News that connects you. If you like Daybreak and want to help it keep going, here's how:

  • Today at 4 pm, Dartmouth's Dickey Center and the Tucker Center for Spiritual and Ethical Life host Michael Breen and Welton Chang, both of them Dartmouth grads and US Army veterans who now help run Human Rights First, a NYC- and DC-based international human rights group. They'll be talking about "Working for Justice in an Age of Authoritarians and Extremists."

  • At 6 pm, Northshire Books hosts Woodstock writer and journalist Theo Padnos, talking about his new book Blindfold: A Memoir of Capture, Torture and Enlightenment. In 2012, a scrambling freelancer in Turkey, Padnos leapt at the chance to cover the civil war inside Syria—where he was captured by Al Qaeda operatives and, ultimately, held for two years. Fluent in Arabic he became, as the NYT wrote last week, a "thoughtful witness of a nightmarish world." He'll be talking it all over with The New Yorker's John Seabrook. Your choice on how much to pay for tix.

  • At 6:30 this evening, the Norwich Historical Society continues its series of presentations, this time featuring Amanda Kievet and Peggy Allen of Junction Fiber Mill and Lily Trajman of Norwich Knits, talking about this region's sheep-farming and wool-industry history, and about plans for a new custom wool processing mill. As always, the registration fee if you sign up now for tonight's event will go to support the Haven—but you can also order in advance for next week's event on birding and reserve dinner from the Norwich Inn.

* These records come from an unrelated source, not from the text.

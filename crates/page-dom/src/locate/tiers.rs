//! Snippet matching over candidate texts
//!
//! Pure string work: given a snippet and the texts of the candidate nodes,
//! pick a node and an offset. Tiers run in order and the first hit wins.

/// Snippets must be longer than this (normalized) to try the prefix tier
pub const PREFIX_MIN_CHARS: usize = 20;
/// Words kept for the prefix tier
pub const PREFIX_WORDS: usize = 5;
/// Words must be longer than this to count in the fuzzy tier
pub const FUZZY_MIN_WORD_CHARS: usize = 3;
pub const FUZZY_MAX_WORDS: usize = 5;
pub const FUZZY_THRESHOLD: f64 = 0.6;

#[derive(Debug, Clone, Copy, PartialEq, Eq)]
pub enum MatchTier {
    Exact,
    Prefix,
    Fuzzy,
}

/// Chosen candidate and character offset into its normalized text
#[derive(Debug, Clone, Copy, PartialEq)]
pub struct TextMatch {
    pub candidate: usize,
    pub offset: usize,
    pub tier: MatchTier,
}

/// Trim, collapse whitespace runs to one space and lowercase
pub fn normalize(text: &str) -> String {
    text.split_whitespace()
        .collect::<Vec<_>>()
        .join(" ")
        .to_lowercase()
}

fn find_chars(haystack: &str, needle: &str) -> Option<usize> {
    haystack
        .find(needle)
        .map(|byte| haystack[..byte].chars().count())
}

fn first_containing(needle: &str, candidates: &[String], tier: MatchTier) -> Option<TextMatch> {
    candidates.iter().enumerate().find_map(|(candidate, text)| {
        find_chars(text, needle).map(|offset| TextMatch {
            candidate,
            offset,
            tier,
        })
    })
}

/// Best match for `snippet` among `candidates`, or `None` when every tier
/// misses. An empty snippet never matches.
pub fn find_best_match<S: AsRef<str>>(snippet: &str, candidates: &[S]) -> Option<TextMatch> {
    let needle = normalize(snippet);
    if needle.is_empty() {
        return None;
    }
    let texts: Vec<String> = candidates.iter().map(|c| normalize(c.as_ref())).collect();

    if let Some(found) = first_containing(&needle, &texts, MatchTier::Exact) {
        return Some(found);
    }

    if needle.chars().count() > PREFIX_MIN_CHARS {
        let prefix = needle
            .split(' ')
            .take(PREFIX_WORDS)
            .collect::<Vec<_>>()
            .join(" ");
        if let Some(found) = first_containing(&prefix, &texts, MatchTier::Prefix) {
            return Some(found);
        }
    }

    fuzzy_match(&needle, &texts)
}

fn fuzzy_match(needle: &str, texts: &[String]) -> Option<TextMatch> {
    let words: Vec<&str> = needle
        .split(' ')
        .filter(|word| word.chars().count() > FUZZY_MIN_WORD_CHARS)
        .collect();
    if words.is_empty() {
        return None;
    }
    let leading = &words[..words.len().min(FUZZY_MAX_WORDS)];
    let denominator = leading.len() as f64;

    let mut best: Option<(usize, f64)> = None;
    for (candidate, text) in texts.iter().enumerate() {
        let hits = leading.iter().filter(|word| text.contains(*word)).count();
        let score = hits as f64 / denominator;
        if score >= FUZZY_THRESHOLD && best.map_or(true, |(_, top)| score > top) {
            best = Some((candidate, score));
        }
    }

    best.map(|(candidate, _)| TextMatch {
        candidate,
        offset: 0,
        tier: MatchTier::Fuzzy,
    })
}

#[cfg(test)]
mod tests {
    use super::*;

    #[test]
    fn test_normalize() {
        assert_eq!(normalize("  Share your \n\t Personal   Information "), "share your personal information");
        assert_eq!(normalize(" \n "), "");
    }

    #[test]
    fn test_exact_tier_ignores_case_and_spacing() {
        let nodes = ["Intro text", "...share your  Personal   Information with..."];
        let found = find_best_match("personal information", &nodes).unwrap();
        assert_eq!(found.tier, MatchTier::Exact);
        assert_eq!(found.candidate, 1);
        assert_eq!(found.offset, 14);
    }

    #[test]
    fn test_prefix_tier_for_reworded_tail() {
        let nodes = ["We may share your personal data with advertisers."];
        let found = find_best_match(
            "We may share your personal information with partners",
            &nodes,
        )
        .unwrap();
        assert_eq!(found.tier, MatchTier::Prefix);
        assert_eq!(found.offset, 0);
    }

    #[test]
    fn test_prefix_tier_needs_long_snippet() {
        let nodes = ["a b c d e x"];
        assert_eq!(find_best_match("a b c d e f g", &nodes), None);

        let nodes = ["aa bb cc dd ee zz"];
        let found = find_best_match("aa bb cc dd ee ff gg hh", &nodes).unwrap();
        assert_eq!(found.tier, MatchTier::Prefix);
    }

    #[test]
    fn test_fuzzy_picks_highest_scoring_node() {
        let nodes = [
            "retain records with partners",
            "partners retain records indefinitely for audits",
        ];
        let found = find_best_match("records indefinitely retained by partners", &nodes).unwrap();
        assert_eq!(found.tier, MatchTier::Fuzzy);
        assert_eq!(found.candidate, 1);
        assert_eq!(found.offset, 0);
    }

    #[test]
    fn test_fuzzy_threshold() {
        let nodes = ["cookies are used here"];
        // 2 of 4 qualifying words present
        assert_eq!(find_best_match("cookies used for tracking visitors", &nodes), None);
    }

    #[test]
    fn test_fuzzy_ties_keep_first_node() {
        let nodes = ["tracking cookies", "cookies tracking"];
        let found = find_best_match("tracking cookies everywhere", &nodes).unwrap();
        assert_eq!(found.candidate, 0);
    }

    #[test]
    fn test_exact_wins_over_fuzzy_decoy() {
        let nodes = [
            "Partners may access browsing history and location data.",
            "We share browsing history with partners.",
        ];
        let found = find_best_match("share browsing history with partners", &nodes).unwrap();
        assert_eq!(found.tier, MatchTier::Exact);
        assert_eq!(found.candidate, 1);
    }

    #[test]
    fn test_empty_snippet_never_matches() {
        assert_eq!(find_best_match("   ", &["anything"]), None);
    }
}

  • This evening at 7, NHDOT is holding a Zoomed public meeting to talk about proposed improvements to Route 120 in the vicinity of the I-89 interchange. As you may remember, they've been collecting public feedback and suggestions, and tonight will be talking about the project and getting more public input. 

  • Also at 7, the Norwich Bookstore hosts three of the creators and editors of the new Vermont AlmanacVirginia Barlow, Dave Mance III, and Patrick White. As the Times Argus put it not long ago, it "is a beautiful compilation. It is breathtaking in its depth of advice and information. It is, in effect, How to Vermont. Broken down by month, it has something for everyone who loves the state." Email [email protected] for link info.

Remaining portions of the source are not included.